The reason I didn’t want to go and see Groundhog Day was because of Ghostbusters. This doesn’t make any sense because I had loved Ghostbusters at the time it came out. I had loved Bill, and the logo, and the song, and the hooplah, but when you are young you rapidly shed tastes, and like to pour scorn on the preferences of your former self in order to demonstrate your present level of maturity and sophistication. This is what I did, I think, with Ghostbusters and Bill Murray only to discover in Groundhog Day that Bill Murray had grown up a little too.

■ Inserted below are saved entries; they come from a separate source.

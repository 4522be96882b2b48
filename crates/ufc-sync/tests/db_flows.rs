//! Postgres-backed flows. Run with `TEST_DATABASE_URL` pointing at a
//! scratch database; skipped otherwise.

use chrono::Utc;
use sqlx::PgPool;
use ufc_core::scoring::Resultado;
use ufc_core::{ComentarioStatus, ConteudoTipo, EventoTipo, LutaStatus, NoticiaCategoria, REPORT_THRESHOLD};
use ufc_storage::db::{self, analises, comentarios, eventos, lutadores, lutas, noticias, previsoes, ranking};
use ufc_sync::{maintenance, results};
use uuid::Uuid;

async fn test_pool() -> Option<PgPool> {
    let url = std::env::var("TEST_DATABASE_URL").ok()?;
    let pool = db::connect(&url).await.expect("connect to TEST_DATABASE_URL");
    db::migrate(&pool).await.expect("migrations");
    Some(pool)
}

fn tag() -> String {
    Uuid::new_v4().simple().to_string()[..8].to_string()
}

async fn seed_card(pool: &PgPool) -> (ufc_core::Evento, ufc_core::Lutador, ufc_core::Lutador, ufc_core::Luta) {
    let t = tag();
    let evento = eventos::insert(
        pool,
        &eventos::NovoEvento {
            nome: format!("UFC Teste {t}"),
            slug: format!("ufc-fight-night-teste-{t}"),
            ufc_slug: None,
            local: None,
            cidade: None,
            pais: None,
            data: Utc::now(),
            status: None,
            tipo: None,
            poster_url: None,
        },
        EventoTipo::FightNight,
    )
    .await
    .unwrap();
    let mut seeded = Vec::new();
    for nome in ["Lutador Um", "Lutador Dois"] {
        let novo = lutadores::NovoLutador {
            nome: nome.into(),
            apelido: None,
            slug: None,
            categoria_peso: Some("Peso-médio".into()),
            vitorias: 0,
            derrotas: 0,
            empates: 0,
            pais: None,
            ranking: None,
            imagem_url: None,
        };
        let slug = format!("{}-{t}", ufc_core::slug::slugify(nome));
        seeded.push(lutadores::insert(pool, &novo, &slug).await.unwrap());
    }
    let l2 = seeded.pop().unwrap();
    let l1 = seeded.pop().unwrap();
    let luta = lutas::insert(
        pool,
        &lutas::NovaLuta {
            evento_id: evento.id,
            lutador1_id: l1.id,
            lutador2_id: l2.id,
            categoria_peso: None,
            ordem: 1,
            is_main_event: true,
            is_titulo: false,
        },
    )
    .await
    .unwrap();
    (evento, l1, l2, luta)
}

#[tokio::test]
async fn report_flips_status_exactly_at_threshold() {
    let Some(pool) = test_pool().await else { return };
    let comentario = comentarios::insert(
        &pool,
        &comentarios::NovoComentario {
            conteudo_tipo: ConteudoTipo::Noticia,
            conteudo_id: Uuid::new_v4(),
            autor_nome: "Ana".into(),
            texto: "spam".into(),
            fingerprint: None,
        },
    )
    .await
    .unwrap();

    for n in 1..REPORT_THRESHOLD {
        let c = comentarios::report(&pool, comentario.id, REPORT_THRESHOLD).await.unwrap().unwrap();
        assert_eq!(c.reportado_count, n);
        assert_eq!(c.status, ComentarioStatus::Aprovado);
    }
    let c = comentarios::report(&pool, comentario.id, REPORT_THRESHOLD).await.unwrap().unwrap();
    assert_eq!(c.status, ComentarioStatus::Rejeitado);
    let c = comentarios::report(&pool, comentario.id, REPORT_THRESHOLD).await.unwrap().unwrap();
    assert_eq!(c.status, ComentarioStatus::Rejeitado);
    assert_eq!(c.reportado_count, REPORT_THRESHOLD + 1);

    assert!(comentarios::report(&pool, Uuid::new_v4(), REPORT_THRESHOLD).await.unwrap().is_none());
}

#[tokio::test]
async fn concurrent_reports_are_all_counted() {
    let Some(pool) = test_pool().await else { return };
    let comentario = comentarios::insert(
        &pool,
        &comentarios::NovoComentario {
            conteudo_tipo: ConteudoTipo::Evento,
            conteudo_id: Uuid::new_v4(),
            autor_nome: "Bia".into(),
            texto: "texto".into(),
            fingerprint: None,
        },
    )
    .await
    .unwrap();

    let handles: Vec<_> = (0..10)
        .map(|_| {
            let pool = pool.clone();
            tokio::spawn(async move { comentarios::report(&pool, comentario.id, 100).await })
        })
        .collect();
    for handle in handles {
        handle.await.unwrap().unwrap();
    }
    let c = comentarios::report(&pool, comentario.id, 100).await.unwrap().unwrap();
    assert_eq!(c.reportado_count, 11);
}

#[tokio::test]
async fn comment_targets_are_checked_per_kind() {
    let Some(pool) = test_pool().await else { return };
    let (evento, _, _, _) = seed_card(&pool).await;
    assert!(comentarios::target_exists(&pool, ConteudoTipo::Evento, evento.id).await.unwrap());
    assert!(!comentarios::target_exists(&pool, ConteudoTipo::Noticia, evento.id).await.unwrap());
    assert!(!comentarios::target_exists(&pool, ConteudoTipo::Analise, Uuid::new_v4()).await.unwrap());
}

#[tokio::test]
async fn deleting_news_removes_its_comments() {
    let Some(pool) = test_pool().await else { return };
    let noticia = noticias::insert_if_new(
        &pool,
        &noticias::NovaNoticia {
            titulo: "Card de Las Vegas fechado".into(),
            subtitulo: None,
            conteudo: None,
            imagem_url: None,
            fonte_url: format!("https://example.com/card-{}", tag()),
            fonte_nome: None,
            categoria: NoticiaCategoria::Eventos,
            publicado_em: None,
        },
    )
    .await
    .unwrap()
    .unwrap();
    assert!(comentarios::target_exists(&pool, ConteudoTipo::Noticia, noticia.id).await.unwrap());
    comentarios::insert(
        &pool,
        &comentarios::NovoComentario {
            conteudo_tipo: ConteudoTipo::Noticia,
            conteudo_id: noticia.id,
            autor_nome: "Caio".into(),
            texto: "Vai ser guerra".into(),
            fingerprint: None,
        },
    )
    .await
    .unwrap();

    assert_eq!(noticias::delete_many(&pool, &[noticia.id]).await.unwrap(), 1);
    let left = comentarios::list_visible(&pool, ConteudoTipo::Noticia, noticia.id).await.unwrap();
    assert!(left.is_empty());
    assert!(!comentarios::target_exists(&pool, ConteudoTipo::Noticia, noticia.id).await.unwrap());
}

#[tokio::test]
async fn viewing_news_counts_once_per_fetch() {
    let Some(pool) = test_pool().await else { return };
    let nova = noticias::NovaNoticia {
        titulo: "UFC 320 confirmado".into(),
        subtitulo: None,
        conteudo: None,
        imagem_url: None,
        fonte_url: format!("https://example.com/{}", tag()),
        fonte_nome: None,
        categoria: NoticiaCategoria::Eventos,
        publicado_em: None,
    };
    let noticia = noticias::insert_if_new(&pool, &nova).await.unwrap().unwrap();
    assert!(noticias::insert_if_new(&pool, &nova).await.unwrap().is_none());

    let first = noticias::view(&pool, noticia.id).await.unwrap().unwrap();
    let second = noticias::view(&pool, noticia.id).await.unwrap().unwrap();
    assert_eq!(first.visualizacoes, noticia.visualizacoes + 1);
    assert_eq!(second.visualizacoes, noticia.visualizacoes + 2);
    assert!(noticias::view(&pool, Uuid::new_v4()).await.unwrap().is_none());
}

#[tokio::test]
async fn deleting_an_event_leaves_no_orphans() {
    let Some(pool) = test_pool().await else { return };
    let (evento, l1, l2, luta) = seed_card(&pool).await;
    let fingerprint = format!("fp-{}", tag());
    previsoes::upsert(
        &pool,
        &previsoes::NovaPrevisao {
            luta_id: luta.id,
            fingerprint: fingerprint.clone(),
            vencedor_previsto_id: l1.id,
            metodo_previsto: None,
            round_previsto: None,
        },
    )
    .await
    .unwrap();
    let resultado = Resultado {
        vencedor_id: l1.id,
        metodo: None,
        round: None,
    };
    results::record_result(&pool, luta.id, &resultado, None).await.unwrap();
    let top = ranking::top(&pool, 1000).await.unwrap();
    assert!(top.iter().any(|r| r.fingerprint == fingerprint && r.pontos == 10));
    let analise = analises::insert(
        &pool,
        &analises::NovaAnalise {
            slug: format!("analise-{}", tag()),
            titulo: "Análise".into(),
            evento_id: Some(evento.id),
            lutador1_id: l1.id,
            lutador2_id: l2.id,
            resumo: None,
            breakdown: serde_json::json!({}),
            previsao: serde_json::json!({}),
            autor: None,
            publicado_em: None,
        },
    )
    .await
    .unwrap();

    let summary = maintenance::delete_event(&pool, &evento.slug).await.unwrap().unwrap();
    assert_eq!(summary.lutas, 1);
    assert_eq!(summary.previsoes, 1);
    assert_eq!(summary.eventos, 1);
    assert_eq!(summary.rankings_atualizados, 1);
    let top = ranking::top(&pool, 1000).await.unwrap();
    assert!(top.iter().all(|r| r.fingerprint != fingerprint));

    assert!(lutas::find(&pool, luta.id).await.unwrap().is_none());
    assert!(eventos::find_by_slug(&pool, &evento.slug).await.unwrap().is_none());
    let detached = analises::find_by_slug(&pool, &analise.slug).await.unwrap().unwrap();
    assert_eq!(detached.evento_id, None);
    assert!(maintenance::delete_event(&pool, &evento.slug).await.unwrap().is_none());
}

#[tokio::test]
async fn recording_a_result_scores_predictions_and_ranking() {
    let Some(pool) = test_pool().await else { return };
    let (_, l1, l2, luta) = seed_card(&pool).await;
    let certeiro = format!("fp-{}", tag());
    let errado = format!("fp-{}", tag());
    for (fingerprint, vencedor) in [(&certeiro, l1.id), (&errado, l2.id)] {
        previsoes::upsert(
            &pool,
            &previsoes::NovaPrevisao {
                luta_id: luta.id,
                fingerprint: fingerprint.clone(),
                vencedor_previsto_id: vencedor,
                metodo_previsto: Some("KO/TKO".into()),
                round_previsto: Some(2),
            },
        )
        .await
        .unwrap();
    }

    let resultado = Resultado {
        vencedor_id: l1.id,
        metodo: Some("TKO (socos)".into()),
        round: Some(2),
    };
    let registrado = results::record_result(&pool, luta.id, &resultado, Some("3:12")).await.unwrap();
    assert_eq!(registrado.luta.status, LutaStatus::Finalizada);
    assert_eq!(registrado.previsoes_pontuadas, 2);

    let top = ranking::top(&pool, 1000).await.unwrap();
    let row = top.iter().find(|r| r.fingerprint == certeiro).unwrap();
    assert_eq!(row.pontos, 20);
    assert_eq!(row.acertos, 1);
    assert!((row.precisao - 1.0).abs() < f64::EPSILON);
    let row = top.iter().find(|r| r.fingerprint == errado).unwrap();
    assert_eq!(row.pontos, 0);

    let outsider = Resultado {
        vencedor_id: Uuid::new_v4(),
        metodo: None,
        round: None,
    };
    assert!(matches!(
        results::record_result(&pool, luta.id, &outsider, None).await,
        Err(results::ResultError::InvalidWinner)
    ));
}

I’m not sure why The Life Aquatic bombed. Cathy and I went to see it at the movies and immediately wanted to see it again. A lot of that was to do with the fact that Wes Anderson crams his backgrounds full of things, or allows characters to handle detailed, complicated objects like journals or illustrated letters, before quickly discarding them, and you want to linger over the bits and pieces and admire them. The other reason we wanted to see the movie again was Bill – Bill trying hard to re-inflate a punctured dream and keep a straight face. It’s not that he’s keeping a straight face to stop himself from laughing (although it is sometimes that), but that he is trying to wall off the absurdity or the lack of dignity in a situation and act like nothing untoward is happening. This creates romantic heroism when he pulls it off (getting rid of pirates), otherwise it is simply failing to face reality and hurting people’s feelings.
The older Bill Murray is a recognisable male character to me. Funny, charismatic, wise, but also incompetent, lazy and sad. I like his persona immensely and like to think that he might be a lot like that persona, and that what I like in him people will like in me, and what people tolerate in him they will tolerate in me.